00:04On a aujourd'hui 35% des immigrés vivant en France qui sont en logement social,
00:08ce qui est un taux trois fois supérieur à celui des Français sans ascendance migratoire.
00:12Et ce qui permet d'appréhender la dimension culturelle du sujet soulevé par le préfet Auboin,
00:17c'est notamment la différence de comportement au sein des populations immigrées,
00:21entre les populations immigrées selon l'origine géographique,
00:24dans leur rapport au logement social.
00:25Pour vous citer deux exemples parmi les plus parlants,
00:28vous avez plus de la moitié, 57% des immigrés originaires d'Afrique sahélienne qui vivent en logement social,
00:34et à l'inverse vous avez 8% des immigrés originaires de Chine.
00:37Immigrés originaires de Chine qui arrivent aussi avec une situation économique globalement moins bonne que celle des natifs,
00:43qui pourraient aussi, selon les critères économiques et sociaux les plus concrets,
00:48prétendre potentiellement dans un certain nombre de cas au logement social,
00:51et qui pourtant n'y recourent pas.
00:52Ils n'y recourent pas parce que leur approche à la fois du logement et de la trajectoire d'intégration,
00:57est très différente chez les populations d'Afrique sahélienne,
01:00il y a souvent une forte valorisation culturelle du logement collectif.
01:04A l'inverse, chez les immigrés originaires de Chine,
01:07il y a cette volonté assez vite de s'autonomiser, d'accéder à la propriété,
01:10ce qui est évidemment aussi un facilitant dans la trajectoire d'intégration plus générale de ces populations.
01:15Petite question, mais tout à fait candide,
01:18est-ce que par exemple on peut imaginer aussi que des populations qui ont encore un lien très fort avec leur pays d'origine,
01:24puissent préférer investir ailleurs ?
01:27On a, je pense, dans nos entourages respectifs,
01:29peut-être des exemples de gens qui préfèrent investir dans le pays où ils ont encore de la famille,
01:33parce que c'est vu comme un patrimoine transmissible là aussi sur place.
01:38On peut non seulement l'imaginer, mais dans bien des cas on peut le constater.

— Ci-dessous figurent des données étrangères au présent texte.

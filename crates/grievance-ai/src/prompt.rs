//! Classification prompt and the generative-language request/response shapes.

use grievance_core::{Department, Priority};
use serde_json::{Value, json};

fn joined<T>(items: &[T], label: impl Fn(&T) -> &'static str) -> String {
    items.iter().map(label).collect::<Vec<_>>().join(", ")
}

/// Build the single-turn prompt asking the model to classify a grievance.
pub fn build_prompt(title: &str, description: &str) -> String {
    let priorities = joined(&Priority::ALL, |p| p.as_str());
    let departments = joined(&Department::ALL, |d| d.as_str());

    format!(
        "You are an assistant for a public grievance portal.\n\
         Analyse the grievance below and decide:\n\
         1. aiPriority: one of {priorities}.\n\
         2. category: the department that should handle it. It MUST be exactly one of: \
         {departments}. If the issue does not clearly fit, use \"Other\".\n\
         3. summary: a 20-30 word summary of the issue and its urgency.\n\
         \n\
         Grievance Title: \"{title}\"\n\
         Grievance Description: \"{description}\"\n\
         \n\
         Respond ONLY with a JSON object, no markdown fences:\n\
         {{\"aiPriority\": \"...\", \"category\": \"...\", \"summary\": \"...\"}}"
    )
}

/// Request body for a `generateContent` call carrying `prompt` as one user turn.
pub fn request_body(prompt: &str) -> Value {
    json!({
        "contents": [
            {
                "role": "user",
                "parts": [{ "text": prompt }]
            }
        ]
    })
}

/// Text of the first candidate in a `generateContent` response, trimmed.
pub fn extract_candidate_text(body: &Value) -> Option<&str> {
    body.pointer("/candidates/0/content/parts/0/text")?
        .as_str()
        .map(str::trim)
}

#[cfg(test)]
mod tests {
    use super::*;

    #[test]
    fn prompt_lists_every_department() {
        let prompt = build_prompt("Pothole", "Deep pothole on MG Road");
        for dept in Department::ALL {
            assert!(prompt.contains(dept.as_str()), "missing {dept}");
        }
        assert!(prompt.contains("Critical, High, Medium, Low"));
        assert!(prompt.contains("Grievance Title: \"Pothole\""));
        assert!(prompt.contains("Deep pothole on MG Road"));
        assert!(prompt.contains(r#"{"aiPriority": "...""#));
    }

    #[test]
    fn request_body_shape() {
        let body = request_body("hello");
        assert_eq!(body["contents"][0]["role"], "user");
        assert_eq!(body["contents"][0]["parts"][0]["text"], "hello");
    }

    #[test]
    fn extracts_first_candidate() {
        let body = json!({
            "candidates": [
                {"content": {"parts": [{"text": "  {\"aiPriority\": \"High\"}\n"}]}},
                {"content": {"parts": [{"text": "second"}]}}
            ]
        });
        assert_eq!(extract_candidate_text(&body), Some("{\"aiPriority\": \"High\"}"));
    }

    #[test]
    fn missing_candidate_is_none() {
        assert_eq!(extract_candidate_text(&json!({})), None);
        assert_eq!(extract_candidate_text(&json!({"candidates": []})), None);
        assert_eq!(
            extract_candidate_text(&json!({"candidates": [{"content": {"parts": [{"text": 5}]}}]})),
            None
        );
    }
}
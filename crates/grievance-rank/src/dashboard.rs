//! The dashboard's visible list and summary counters.

use grievance_core::{GeoPoint, GrievanceRecord, Status};
use serde::Serialize;
use tracing::debug;

use crate::filter::{Filters, filter};
use crate::sort::{SortKey, sort};

/// Filter then order `records` for display.
///
/// Pure: the input is never modified and the result borrows from it. Records
/// with missing or malformed fields are ranked by the fallback rules in
/// [`sort`] rather than rejected.
pub fn filter_and_sort<'a>(
    records: &'a [GrievanceRecord],
    filters: &Filters,
    key: SortKey,
    viewer: Option<GeoPoint>,
) -> Vec<&'a GrievanceRecord> {
    let mut visible = filter(records, filters);
    sort(&mut visible, key, viewer);
    debug!(
        total = records.len(),
        visible = visible.len(),
        sort = %key,
        has_viewer = viewer.is_some(),
        "dashboard view built"
    );
    visible
}

/// Status counters shown above the dashboard list.
#[derive(Debug, Clone, Copy, Default, PartialEq, Eq, Serialize)]
#[serde(rename_all = "camelCase")]
pub struct DashboardStats {
    pub total: usize,
    pub submitted: usize,
    pub in_progress: usize,
    pub resolved: usize,
}

impl DashboardStats {
    pub fn from_records<'a>(records: impl IntoIterator<Item = &'a GrievanceRecord>) -> Self {
        records.into_iter().fold(Self::default(), |mut acc, r| {
            acc.total += 1;
            match r.status {
                Status::Submitted => acc.submitted += 1,
                Status::InProgress => acc.in_progress += 1,
                Status::Resolved => acc.resolved += 1,
            }
            acc
        })
    }
}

01:41Le préfet Michel Auboin, qui a beaucoup travaillé sur ces sujets de politique de la vie,
01:44il a notamment été préfet dans l'Essonne, peut en attester.

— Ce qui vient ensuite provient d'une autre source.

//! Plain-text rendering of dashboard views and classifications.

use std::fmt::Write;

use grievance_ai::{AliasTable, NormalizedClassification};
use grievance_core::{GeoPoint, GrievanceRecord, distance_km};
use grievance_rank::DashboardStats;

const MAX_TITLE: usize = 40;

/// One line per record: priority, status, upvotes, optional distance, title.
pub fn render_view(records: &[&GrievanceRecord], viewer: Option<GeoPoint>) -> String {
    let mut out = String::new();
    if records.is_empty() {
        out.push_str("No grievances found matching your filters.\n");
        return out;
    }

    for r in records {
        let priority = match r.priority_label() {
            "" => "-",
            label => label,
        };
        let _ = write!(
            out,
            "{:<10} {:<12} {:>4}  {:<10}",
            priority,
            r.status.as_str(),
            r.upvotes,
            r.created_at.format("%Y-%m-%d"),
        );
        if viewer.is_some() {
            let d = distance_km(viewer, r.geo_point());
            if d.is_finite() {
                let _ = write!(out, " {:>8.1} km", d);
            } else {
                let _ = write!(out, " {:>11}", "-");
            }
        }
        let _ = writeln!(out, "  {}  [{}]", truncate(&r.title, MAX_TITLE), r.category);
    }
    out
}

pub fn render_stats(stats: &DashboardStats) -> String {
    format!(
        "  {:<14} {}\n  {:<14} {}\n  {:<14} {}\n  {:<14} {}\n",
        "Total",
        stats.total,
        "Submitted",
        stats.submitted,
        "In Progress",
        stats.in_progress,
        "Resolved",
        stats.resolved,
    )
}

pub fn render_classification(c: &NormalizedClassification) -> String {
    format!(
        "  {:<10} {}\n  {:<10} {}\n  {:<10} {}\n",
        "Priority", c.ai_priority, "Category", c.category, "Summary", c.summary
    )
}

pub fn render_aliases(table: &AliasTable) -> String {
    let mut out = format!("Alias table v{} ({} entries)\n", table.version, table.len());
    for (alias, dept) in table.iter() {
        let _ = writeln!(out, "  {:<24} {}", alias, dept);
    }
    out
}

fn truncate(s: &str, max: usize) -> String {
    if s.chars().count() <= max {
        return s.to_string();
    }
    let mut t: String = s.chars().take(max.saturating_sub(1)).collect();
    t.push('…');
    t
}

#[cfg(test)]
mod tests {
    use super::*;
    use grievance_core::{Department, Priority, Status};

    fn record(title: &str) -> GrievanceRecord {
        GrievanceRecord {
            id: "1".into(),
            title: title.into(),
            description: String::new(),
            category: "Electricity".into(),
            ai_priority: Some("High".into()),
            summary: None,
            status: Status::InProgress,
            upvotes: 7,
            upvoted_by: vec![],
            submitter_user_id: None,
            created_at: "2024-02-01T00:00:00Z".parse().unwrap(),
            location: None,
        }
    }

    #[test]
    fn view_line_contains_fields() {
        let r = record("Transformer sparking");
        let out = render_view(&[&r], None);
        assert!(out.contains("High"));
        assert!(out.contains("In Progress"));
        assert!(out.contains("2024-02-01"));
        assert!(out.contains("Transformer sparking  [Electricity]"));
        assert!(!out.contains("km"));
    }

    #[test]
    fn view_shows_dash_for_unknown_distance() {
        let r = record("No location");
        let out = render_view(&[&r], GeoPoint::new(0.0, 0.0));
        assert!(!out.contains("km"));
        assert!(out.contains(" -"));
    }

    #[test]
    fn empty_view_message() {
        assert!(render_view(&[], None).contains("No grievances found"));
    }

    #[test]
    fn long_titles_are_truncated() {
        let t = truncate(&"x".repeat(60), 10);
        assert_eq!(t.chars().count(), 10);
        assert!(t.ends_with('…'));
        assert_eq!(truncate("short", 10), "short");
    }

    #[test]
    fn classification_block() {
        let c = NormalizedClassification {
            ai_priority: Priority::Critical,
            category: Department::EmergencyServices,
            summary: "Fire in market".into(),
        };
        let out = render_classification(&c);
        assert!(out.contains("Critical"));
        assert!(out.contains("Emergency Services"));
        assert!(out.contains("Fire in market"));
    }

    #[test]
    fn aliases_listing() {
        let out = render_aliases(&AliasTable::builtin());
        assert!(out.starts_with("Alias table v1 (18 entries)"));
        assert!(out.contains("Power"));
    }
}
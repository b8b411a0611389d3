//! Record filters for the dashboard and the "my complaints" view.

use grievance_core::{GrievanceRecord, ParseError, Status};

use crate::error::RankError;

/// Value the dashboard selectors use for "no restriction".
pub const ALL: &str = "All";

/// Dashboard filter selection. `None` means "All".
///
/// All predicates are AND-combined. The default matches every record.
#[derive(Debug, Clone, Default, PartialEq, Eq)]
pub struct Filters {
    pub status: Option<Status>,
    pub category: Option<String>,
    /// Case-insensitive substring of title, category, or priority label.
    pub search: String,
}

impl Filters {
    /// Build filters from the selector strings, where `"All"` disables a
    /// predicate. Status labels must be exact (`"In Progress"`).
    pub fn from_selectors(status: &str, category: &str, search: &str) -> Result<Self, RankError> {
        let status = match status {
            ALL => None,
            s => Some(s.parse()?),
        };
        let category = match category {
            ALL => None,
            c => Some(c.to_string()),
        };
        Ok(Self {
            status,
            category,
            search: search.to_string(),
        })
    }

    /// Status-only filter for the "my complaints" view, whose selector
    /// compares labels ignoring ASCII case (`"all"`, `"in progress"`).
    pub fn from_status_ignore_case(status: &str) -> Result<Self, RankError> {
        if status.eq_ignore_ascii_case(ALL) {
            return Ok(Self::default());
        }
        let status = Status::ALL
            .into_iter()
            .find(|s| s.as_str().eq_ignore_ascii_case(status))
            .ok_or_else(|| ParseError::Status(status.to_string()))?;
        Ok(Self {
            status: Some(status),
            ..Self::default()
        })
    }

    pub fn matches(&self, record: &GrievanceRecord) -> bool {
        self.matcher().matches(record)
    }

    fn matcher(&self) -> Matcher<'_> {
        Matcher {
            filters: self,
            needle: self.search.to_lowercase(),
        }
    }
}

/// Filters with the search needle lowercased once.
struct Matcher<'a> {
    filters: &'a Filters,
    needle: String,
}

impl Matcher<'_> {
    fn matches(&self, record: &GrievanceRecord) -> bool {
        if let Some(status) = self.filters.status
            && record.status != status
        {
            return false;
        }
        if let Some(category) = &self.filters.category
            && &record.category != category
        {
            return false;
        }
        self.matches_search(record)
    }

    fn matches_search(&self, record: &GrievanceRecord) -> bool {
        if self.needle.is_empty() {
            return true;
        }
        [
            record.title.as_str(),
            record.category.as_str(),
            record.priority_label(),
        ]
        .iter()
        .any(|field| field.to_lowercase().contains(&self.needle))
    }
}

/// Records matching `filters`, in input order.
pub fn filter<'a>(records: &'a [GrievanceRecord], filters: &Filters) -> Vec<&'a GrievanceRecord> {
    let matcher = filters.matcher();
    records.iter().filter(|r| matcher.matches(r)).collect()
}

/// Records submitted by `user_id`, in input order.
pub fn submitted_by<'a>(records: &'a [GrievanceRecord], user_id: &str) -> Vec<&'a GrievanceRecord> {
    records
        .iter()
        .filter(|r| r.submitter_user_id.as_deref() == Some(user_id))
        .collect()
}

01:47Il y a un phénomène de transfert de capital d'une certaine façon,
01:50c'est-à-dire que le fait de vivre en logement social,
01:53et plus encore le droit au maintien dans le logement social sur la durée d'une vie,
01:57permet à certains ménages immigrés d'économiser pour investir dans l'immobilier,
02:02non pas sur le territoire national, mais plutôt dans le pays d'origine,
02:05au titre d'une résidence secondaire ou d'une maison pour la famille restée au pays d'origine.
02:09Ces phénomènes sont tracés par à peu près tous les praticiens du logement social aujourd'hui.

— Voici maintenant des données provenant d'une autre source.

//! Department alias table.
//!
//! Maps the informal department names a model tends to answer with
//! ("Power", "Garbage", "Law and Order") to the canonical [`Department`].
//! The table is versioned JSON data so deployments can extend it without a
//! rebuild:
//!
//! ```json
//! { "version": 1, "aliases": { "Power": "Electricity" } }
//! ```
//!
//! Every target must be one of the canonical department names; a table that
//! names anything else fails to load.

use std::collections::BTreeMap;
use std::path::{Path, PathBuf};

use grievance_core::Department;
use serde::{Deserialize, Serialize};
use thiserror::Error;

/// Version of the table compiled into the binary.
pub const BUILTIN_VERSION: u32 = 1;

const BUILTIN_ALIASES: &[(&str, Department)] = &[
    ("Roads", Department::RoadsInfrastructure),
    ("Infrastructure", Department::RoadsInfrastructure),
    ("Roads & Infrastructure", Department::RoadsInfrastructure),
    ("Water", Department::WaterSupply),
    ("Water Supply", Department::WaterSupply),
    ("Electricity", Department::Electricity),
    ("Power", Department::Electricity),
    ("Waste", Department::WasteManagement),
    ("Sanitation", Department::WasteManagement),
    ("Garbage", Department::WasteManagement),
    ("Waste Management", Department::WasteManagement),
    ("Public Safety", Department::PublicSafety),
    ("Safety", Department::PublicSafety),
    ("Law and Order", Department::PublicSafety),
    ("Emergency", Department::EmergencyServices),
    ("Fire Department", Department::EmergencyServices),
    ("Other", Department::Other),
    ("Unassigned", Department::Other),
];

#[derive(Debug, Error)]
pub enum AliasError {
    #[error("failed to read alias table {path}: {source}")]
    Io {
        path: PathBuf,
        #[source]
        source: std::io::Error,
    },

    #[error("invalid alias table: {0}")]
    Parse(#[from] serde_json::Error),
}

/// Versioned alias → department mapping. Lookup is exact and case-sensitive.
#[derive(Debug, Clone, PartialEq, Eq, Serialize, Deserialize)]
pub struct AliasTable {
    pub version: u32,
    aliases: BTreeMap<String, Department>,
}

impl Default for AliasTable {
    fn default() -> Self {
        Self::builtin()
    }
}

impl AliasTable {
    /// The table shipped with the crate.
    pub fn builtin() -> Self {
        Self {
            version: BUILTIN_VERSION,
            aliases: BUILTIN_ALIASES
                .iter()
                .map(|(alias, dept)| (alias.to_string(), *dept))
                .collect(),
        }
    }

    /// Parse a table from its JSON form.
    pub fn from_json_str(json: &str) -> Result<Self, AliasError> {
        Ok(serde_json::from_str(json)?)
    }

    /// Load a table from a JSON file. The loaded table replaces the builtin
    /// one entirely.
    pub fn from_path(path: &Path) -> Result<Self, AliasError> {
        let json = std::fs::read_to_string(path).map_err(|source| AliasError::Io {
            path: path.to_path_buf(),
            source,
        })?;
        let table = Self::from_json_str(&json)?;
        tracing::info!(
            path = %path.display(),
            version = table.version,
            aliases = table.len(),
            "loaded alias table"
        );
        Ok(table)
    }

    pub fn to_json_pretty(&self) -> Result<String, AliasError> {
        Ok(serde_json::to_string_pretty(self)?)
    }

    /// Department for an exact alias, if the table has one.
    pub fn lookup(&self, alias: &str) -> Option<Department> {
        self.aliases.get(alias).copied()
    }

    /// Resolve a raw category label: trim, look up the alias, then accept an
    /// exact canonical name; anything else is [`Department::Other`].
    pub fn resolve(&self, raw: &str) -> Department {
        let raw = raw.trim();
        self.lookup(raw)
            .or_else(|| raw.parse().ok())
            .unwrap_or(Department::Other)
    }

    /// Add or replace one alias.
    pub fn insert(&mut self, alias: impl Into<String>, department: Department) {
        self.aliases.insert(alias.into(), department);
    }

    pub fn iter(&self) -> impl Iterator<Item = (&str, Department)> {
        self.aliases.iter().map(|(k, v)| (k.as_str(), *v))
    }

    pub fn len(&self) -> usize {
        self.aliases.len()
    }

    pub fn is_empty(&self) -> bool {
        self.aliases.is_empty()
    }
}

02:14Quand Michel Auboin nous dit qu'il va falloir, à un moment donné,
02:17évaluer qui peut accéder au logement privé,
02:20à quel stade on peut estimer que le parc privé est accessible ?
02:23C'est difficile d'établir une échelle ou un seuil à partir duquel on peut laisser sa place ?
02:31Effectivement, cette question de seuil est toujours subjective,
02:33parce qu'aujourd'hui, vous le disiez, vous avez 2,7 millions de ménages en attente de logement social,
02:37vous avez une part significative de la population française
02:40qui remplit aujourd'hui les critères d'accès généraux, théoriques au logement social.
02:45Je pense que la meilleure façon, au-delà des questions de seuil qui sont évidemment importantes,
02:49d'assurer une forme d'accessibilité et de fluidité dans l'accès au logement social,
02:54c'est vraiment dans le principe d'un bail à durée limitée.
02:57C'est-à-dire que le logement social doit être conçu,
02:59pour les populations immigrées qui l'utilisent beaucoup,
03:02comme pour les populations natives qui l'utilisent moins,
03:04comme une étape dans une trajectoire de vie, une trajectoire familiale,
03:08une trajectoire d'intégration pour ce qui est de la population immigrée,
03:11et non pas comme un lieu dans lequel on se sédentarise.
03:14Le logement social, ça doit être peut-être 10 ans, 20 ans,
03:18avant d'accéder à un loyer secteur privé,
03:21quand on remplit les critères pour avoir besoin du logement social,
03:26et plus encore ultimement d'accéder à la propriété.
03:28On a ce véritable enjeu en France, tant pour les natifs que pour les immigrés.